Qualcuno per esperienza personale potrebbe obiettare che a volte il matrimonio sia peggio e anche più devastante di una sana e consapevole separazione, io invece condivido la conclusione che, per bene che vadano le cose, c’è sempre qualcuno che ne paga il prezzo, e spesso questi sono proprio i più piccoli. Detto questo non riesco a capire, invece, quali siano le conclusioni della signora Sanese, la quale si chiede se non regge il matrimonio, “allora cosa regge nella vita?”
Rispondere alla domanda è difficile, ma tentiamo. Forse la persona? Forse l’istinto di sopravvivenza che ci dice che un matrimonio può finire (con buona pace dei cristiani), l’amore per i figli e per la vita no?
Care signore Frigerio e Sanese essere a favore della legge sul divorzio (perchè è questo diritto in fondo che si sta contestando), non significa essere contro la famiglia unita. Così come essere a favore della 194 non significa essere contro la vita. Anche a gente poco raccomandabile come noi piacerebbe che la gente non si sbagliasse mai, che i matrimoni durassero in eterno e che la famiglia rimanesse un faro nella notte buia della secolarizzata società moderna. Ma non è così. Non è il divorzio che ha distrutto la famiglia. E’ la famiglia distrutta che ha chiesto il diritto di essere riconosciuta come tale.
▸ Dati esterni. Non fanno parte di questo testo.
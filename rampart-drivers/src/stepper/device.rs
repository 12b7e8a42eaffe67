//! `embedded-hal` SPI device adapter
//!
//! Lets the driver run on any HAL that already implements
//! [`embedded_hal::spi::SpiDevice`], which manages chip select itself. One
//! `transfer_in_place` call is one transaction, so a datagram stays inside a
//! single chip-select window.

use embedded_hal::spi::SpiDevice;
use rampart_hal::SpiTransport;

/// [`SpiTransport`] over an [`SpiDevice`]
pub struct SpiDeviceTransport<D> {
    device: D,
}

impl<D: SpiDevice> SpiDeviceTransport<D> {
    pub fn new(device: D) -> Self {
        Self { device }
    }

    /// Give back the device
    pub fn release(self) -> D {
        self.device
    }
}

impl<D: SpiDevice> SpiTransport for SpiDeviceTransport<D> {
    type Error = D::Error;

    /// The device is configured by its HAL, nothing to do here
    fn setup(&mut self) -> Result<(), Self::Error> {
        Ok(())
    }

    fn scoped_transfer(&mut self, buf: &mut [u8]) -> Result<(), Self::Error> {
        self.device.transfer_in_place(buf)
    }
}
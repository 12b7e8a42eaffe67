//! Motor current limit conversion
//!
//! The only place where physical units enter the register protocol. A
//! holding/running current in amps is turned into the 5-bit IHOLD/IRUN
//! scale codes and the matching sense-voltage range, following the
//! current-scaling equation of the TMC5130 datasheet (section 10):
//!
//! ```text
//! CS = 32 * sqrt(2) * I_rms * (R_sense + 0.02 Ohm) / V_fs - 1
//! ```

use core::f32::consts::SQRT_2;

use micromath::F32Ext;
use rampart_protocol::reg::ihold_irun::{
    CURRENT_MASK, DELAY_MASK, IHOLDDELAY_SHIFT, IHOLD_SHIFT, IRUN_SHIFT,
};

#[cfg(feature = "serde")]
use serde::{Deserialize, Serialize};

/// Sense resistor fitted on the board
pub const RSENSE_OHMS: f32 = 0.15;

/// Internal resistance the datasheet adds to R_sense
const RSENSE_INTERNAL_OHMS: f32 = 0.02;

/// Currents above this use the 0.32 V range
pub const LOW_RANGE_LIMIT_A: f32 = 0.75;

/// Largest IHOLD/IRUN code
pub const MAX_CURRENT_SCALE: u8 = 31;

/// Default IHOLDDELAY
pub const DEFAULT_HOLD_DELAY: u8 = 7;

/// Full-scale sense voltage range (CHOPCONF.vsense)
#[derive(Debug, Clone, Copy, PartialEq, Eq)]
#[cfg_attr(feature = "defmt", derive(defmt::Format))]
pub enum SenseRange {
    /// 0.18 V full scale, finer resolution for small motors (vsense = 1)
    Low,
    /// 0.32 V full scale (vsense = 0)
    High,
}

impl SenseRange {
    /// Pick the range for a pair of currents
    ///
    /// The boundary is exclusive: exactly 0.75 A still fits the low range.
    pub fn for_currents(hold_a: f32, run_a: f32) -> Self {
        if hold_a > LOW_RANGE_LIMIT_A || run_a > LOW_RANGE_LIMIT_A {
            SenseRange::High
        } else {
            SenseRange::Low
        }
    }

    /// Full-scale voltage in volts
    pub fn full_scale_voltage(self) -> f32 {
        match self {
            SenseRange::Low => 0.18,
            SenseRange::High => 0.32,
        }
    }

    /// Value of the CHOPCONF.vsense bit selecting this range
    pub fn vsense(self) -> bool {
        self == SenseRange::Low
    }
}

/// Convert one current to its 5-bit scale code
pub fn current_scale(current_a: f32, range: SenseRange) -> u8 {
    let cs = 32.0 * SQRT_2 * current_a * (RSENSE_OHMS + RSENSE_INTERNAL_OHMS)
        / range.full_scale_voltage()
        - 1.0;
    let code = cs.abs().round();
    if code >= f32::from(MAX_CURRENT_SCALE) {
        MAX_CURRENT_SCALE
    } else {
        // NaN also lands here and saturates to 0
        code as u8
    }
}

/// Requested motor current limits
#[derive(Debug, Clone, Copy, PartialEq)]
#[cfg_attr(feature = "defmt", derive(defmt::Format))]
#[cfg_attr(feature = "serde", derive(Serialize, Deserialize))]
#[cfg_attr(feature = "serde", serde(default, deny_unknown_fields))]
pub struct CurrentLimitSpec {
    /// Standstill current in amps
    pub hold_current_a: f32,
    /// Running current in amps
    pub run_current_a: f32,
    /// Delay before dropping to the hold current (0-15)
    pub hold_delay: u8,
}

impl Default for CurrentLimitSpec {
    fn default() -> Self {
        Self {
            hold_current_a: 0.4,
            run_current_a: 0.8,
            hold_delay: DEFAULT_HOLD_DELAY,
        }
    }
}

impl CurrentLimitSpec {
    /// Create a spec with the default hold delay
    pub fn new(hold_current_a: f32, run_current_a: f32) -> Self {
        Self {
            hold_current_a,
            run_current_a,
            hold_delay: DEFAULT_HOLD_DELAY,
        }
    }

    /// Compute the register settings for this spec
    pub fn settings(&self) -> CurrentSettings {
        let sense_range = SenseRange::for_currents(self.hold_current_a, self.run_current_a);
        CurrentSettings {
            sense_range,
            ihold: current_scale(self.hold_current_a, sense_range),
            irun: current_scale(self.run_current_a, sense_range),
            hold_delay: self.hold_delay & DELAY_MASK as u8,
        }
    }
}

/// Register-level current settings derived from a [`CurrentLimitSpec`]
#[derive(Debug, Clone, Copy, PartialEq, Eq)]
#[cfg_attr(feature = "defmt", derive(defmt::Format))]
pub struct CurrentSettings {
    /// Selected full-scale range
    pub sense_range: SenseRange,
    /// IHOLD code (0-31)
    pub ihold: u8,
    /// IRUN code (0-31)
    pub irun: u8,
    /// IHOLDDELAY (0-15)
    pub hold_delay: u8,
}

impl CurrentSettings {
    /// Packed IHOLD_IRUN register word
    pub fn ihold_irun(&self) -> i32 {
        let word = ((u32::from(self.hold_delay) & DELAY_MASK) << IHOLDDELAY_SHIFT)
            | ((u32::from(self.irun) & CURRENT_MASK) << IRUN_SHIFT)
            | ((u32::from(self.ihold) & CURRENT_MASK) << IHOLD_SHIFT);
        word as i32
    }
}
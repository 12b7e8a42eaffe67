//! Rampart Hardware Abstraction Layer
//!
//! This crate defines the hardware abstraction traits the TMC5130 driver is
//! written against. Chip-specific HALs (RP2040, ...) implement the bus and
//! pin traits; the driver only ever sees a [`spi::SpiTransport`].
//!
//! # Architecture
//!
//! ```text
//! ┌─────────────────────────────────────────┐
//! │  rampart-drivers (register transactions)│
//! └─────────────────────────────────────────┘
//!                     │  SpiTransport
//!                     ▼
//! ┌─────────────────────────────────────────┐
//! │  rampart-hal (this crate - traits)      │
//! │  ChipSelectTransport = SpiBus + CS pin  │
//! └─────────────────────────────────────────┘
//!                     │
//!                     ▼
//!             ┌───────────────┐
//!             │ rampart-hal-  │
//!             │    rp2040     │
//!             └───────────────┘
//! ```
//!
//! # Traits
//!
//! - [`gpio::OutputPin`] - Digital output (chip-select)
//! - [`delay::DelayUs`] - Blocking microsecond delay
//! - [`spi::SpiBus`] - Raw SPI bus operations
//! - [`spi::SpiTransport`] - Chip-select scoped transfers

#![no_std]
#![deny(unsafe_code)]

pub mod delay;
pub mod gpio;
pub mod spi;

// Re-export key traits at crate root for convenience
pub use delay::{DelayUs, NoDelay};
pub use gpio::{ChipSelectPolarity, OutputPin};
pub use spi::{ChipSelectTransport, SpiBus, SpiConfig, SpiTransport};
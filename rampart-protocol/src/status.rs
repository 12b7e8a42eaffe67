//! SPI_STATUS byte
//!
//! The first byte of every reply. Like the data that follows it, it reflects
//! the chip's state when the *previous* datagram was processed.

/// Parsed SPI_STATUS flags
#[derive(Debug, Clone, Copy, Default, PartialEq, Eq)]
#[cfg_attr(feature = "defmt", derive(defmt::Format))]
pub struct SpiStatus {
    /// Byte exactly as received
    pub raw: u8,
    /// GSTAT.reset: chip was reset since GSTAT was last cleared
    pub reset_flag: bool,
    /// GSTAT.drv_err: driver shut down (overtemperature or short)
    pub driver_error: bool,
    /// stallGuard2 threshold reached
    pub sg2: bool,
    /// Motor at standstill
    pub standstill: bool,
    /// Ramp generator reached VMAX
    pub velocity_reached: bool,
    /// Ramp generator reached XTARGET
    pub position_reached: bool,
    /// Left reference switch active
    pub status_stop_l: bool,
    /// Right reference switch active
    pub status_stop_r: bool,
}

impl SpiStatus {
    /// Parse from the raw status byte
    pub fn from_byte(raw: u8) -> Self {
        Self {
            raw,
            reset_flag: raw & (1 << 0) != 0,
            driver_error: raw & (1 << 1) != 0,
            sg2: raw & (1 << 2) != 0,
            standstill: raw & (1 << 3) != 0,
            velocity_reached: raw & (1 << 4) != 0,
            position_reached: raw & (1 << 5) != 0,
            status_stop_l: raw & (1 << 6) != 0,
            status_stop_r: raw & (1 << 7) != 0,
        }
    }

    /// Check if any fault condition is present
    pub fn has_fault(&self) -> bool {
        self.driver_error
    }

    /// Check if either reference switch is active
    pub fn at_stop_switch(&self) -> bool {
        self.status_stop_l || self.status_stop_r
    }
}

impl From<u8> for SpiStatus {
    fn from(raw: u8) -> Self {
        Self::from_byte(raw)
    }
}

#[cfg(test)]
mod tests {
    use super::*;

    #[test]
    fn test_empty_status() {
        let status = SpiStatus::from_byte(0);
        assert_eq!(status, SpiStatus::default());
        assert!(!status.has_fault());
        assert!(!status.at_stop_switch());
    }

    #[test]
    fn test_status_bits() {
        assert!(SpiStatus::from_byte(1 << 1).driver_error);
        assert!(SpiStatus::from_byte(1 << 1).has_fault());
        assert!(SpiStatus::from_byte(1 << 2).sg2);
        assert!(SpiStatus::from_byte(1 << 4).velocity_reached);
        assert!(SpiStatus::from_byte(1 << 5).position_reached);
        assert!(SpiStatus::from_byte(1 << 6).at_stop_switch());
        assert!(SpiStatus::from_byte(1 << 7).status_stop_r);
    }

    #[test]
    fn test_raw_is_preserved() {
        let status = SpiStatus::from(0xA5);
        assert_eq!(status.raw, 0xA5);
        assert!(status.reset_flag);
        assert!(status.sg2);
        assert!(status.position_reached);
        assert!(status.status_stop_r);
        assert!(!status.driver_error);
    }
}
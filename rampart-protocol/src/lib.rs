//! TMC5130 SPI Protocol
//!
//! This crate defines the wire format spoken by the TMC5130 over SPI. Every
//! exchange is a fixed 40-bit datagram, MSB first:
//! ```text
//! ┌──────────────────┬─────────────────────────────┐
//! │ RW | ADDRESS     │ DATA (big-endian)           │
//! │ 1b   7b          │ 32b                         │
//! └──────────────────┴─────────────────────────────┘
//! ```
//!
//! The chip answers every datagram with one of its own: a status byte
//! followed by 32 data bits. The answer always belongs to the *previous*
//! datagram on the same chip-select line, so a register read takes two
//! exchanges. That sequencing lives in `rampart-drivers`; this crate is
//! only the encoding.

#![no_std]
#![deny(unsafe_code)]

pub mod datagram;
pub mod reg;
pub mod status;

pub use datagram::{
    decode_reply, encode_read, encode_write, Datagram, DatagramError, Reply, ADDRESS_MASK,
    DATAGRAM_LEN, WRITE_BIT,
};
pub use status::SpiStatus;
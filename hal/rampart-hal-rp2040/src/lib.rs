//! RP2040-specific HAL for the Rampart TMC5130 driver
//!
//! This crate provides RP2040 implementations of the shared
//! `rampart-hal` traits:
//!
//! - [`spi::Rp2040SpiBus`] - blocking SPI peripheral (implements `rampart_hal::SpiBus`)
//! - [`gpio::ChipSelectPin`] - GPIO output (implements `rampart_hal::OutputPin`)
//! - [`delay::BlockingDelay`] - busy-wait on the embassy time driver
//!
//! [`Rp2040Transport`] ties them together into the `SpiTransport` the
//! driver consumes.

#![no_std]

pub mod delay;
pub mod gpio;
pub mod spi;

// Re-export shared traits from rampart-hal for convenience
pub use rampart_hal::{ChipSelectTransport, SpiConfig, SpiTransport};

/// Chip-select scoped transport on RP2040 peripherals
pub type Rp2040Transport<'d, T> =
    ChipSelectTransport<spi::Rp2040SpiBus<'d, T>, gpio::ChipSelectPin<'d>, delay::BlockingDelay>;
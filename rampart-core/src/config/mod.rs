//! Configuration types
//!
//! Board-agnostic driver configuration. The firmware fills this from its
//! embedded `machine.toml`; host tools can deserialize it with the `serde`
//! feature.

pub mod toml;
pub mod types;

pub use toml::{parse_machine_config, ParseError};
pub use types::*;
Rispettiamolo.
Se con la stessa logica, valutassimo le statistiche dei bambini uccisi dai genitori sposati, ne dovremmo dedurre che il matrimonio fa ancora più male alla famiglia — perlomeno alla figliolanza.
Non avrei osato tanto…
Anche tu hai il vizio della logica?
Prendiamo la mamma di Cogne, sposata, cattolica e pronta a rimpiazzare il figlio massacrato con un altro (ché il rapporto coniugale col marito con cui prima della disgrazia manco andava tanto d’accordo a che altro serve??)… Oppure Josef Fritzl “il mostro di Amstetten” che ha segregato e stuprato la figlia per 25 anni… Se solo gli amici cattolici stigmatizzassero questi due soggetti quando fa con le coppie di divorziati!!!
Sai com’è, meglio una Franzoni che poi va in chiesa, prega e fa un nuovo figlio, che non due genitori che divorziano… Anzi, meglio farsi ammazzare dal marito o dal fidanzato, così anziché peccare si va dritte dritte in cielo…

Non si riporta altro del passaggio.